BEGIN Data for this task
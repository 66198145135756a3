// Copyright (c) 2025 Fabstir
// SPDX-License-Identifier: BUSL-1.1

//! Embedding API Module
//!
//! Request/response types and handlers for the POST /embed and
//! POST /embed-batch endpoints.

pub mod handler;
pub mod request;
pub mod response;

pub use handler::{embed_batch_handler, embed_handler};
pub use request::{BatchEmbedRequest, EmbedRequest};
pub use response::{BatchEmbedResponse, EmbedResponse};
END Data for this task
Work instructions:
Repeat only the stretch of lines starting at the one containing "Embedding API Module" and running to the final line of the entries above.

Reply:
//! Embedding API Module
//!
//! Request/response types and handlers for the POST /embed and
//! POST /embed-batch endpoints.

pub mod handler;
pub mod request;
pub mod response;

pub use handler::{embed_batch_handler, embed_handler};
pub use request::{BatchEmbedRequest, EmbedRequest};
pub use response::{BatchEmbedResponse, EmbedResponse};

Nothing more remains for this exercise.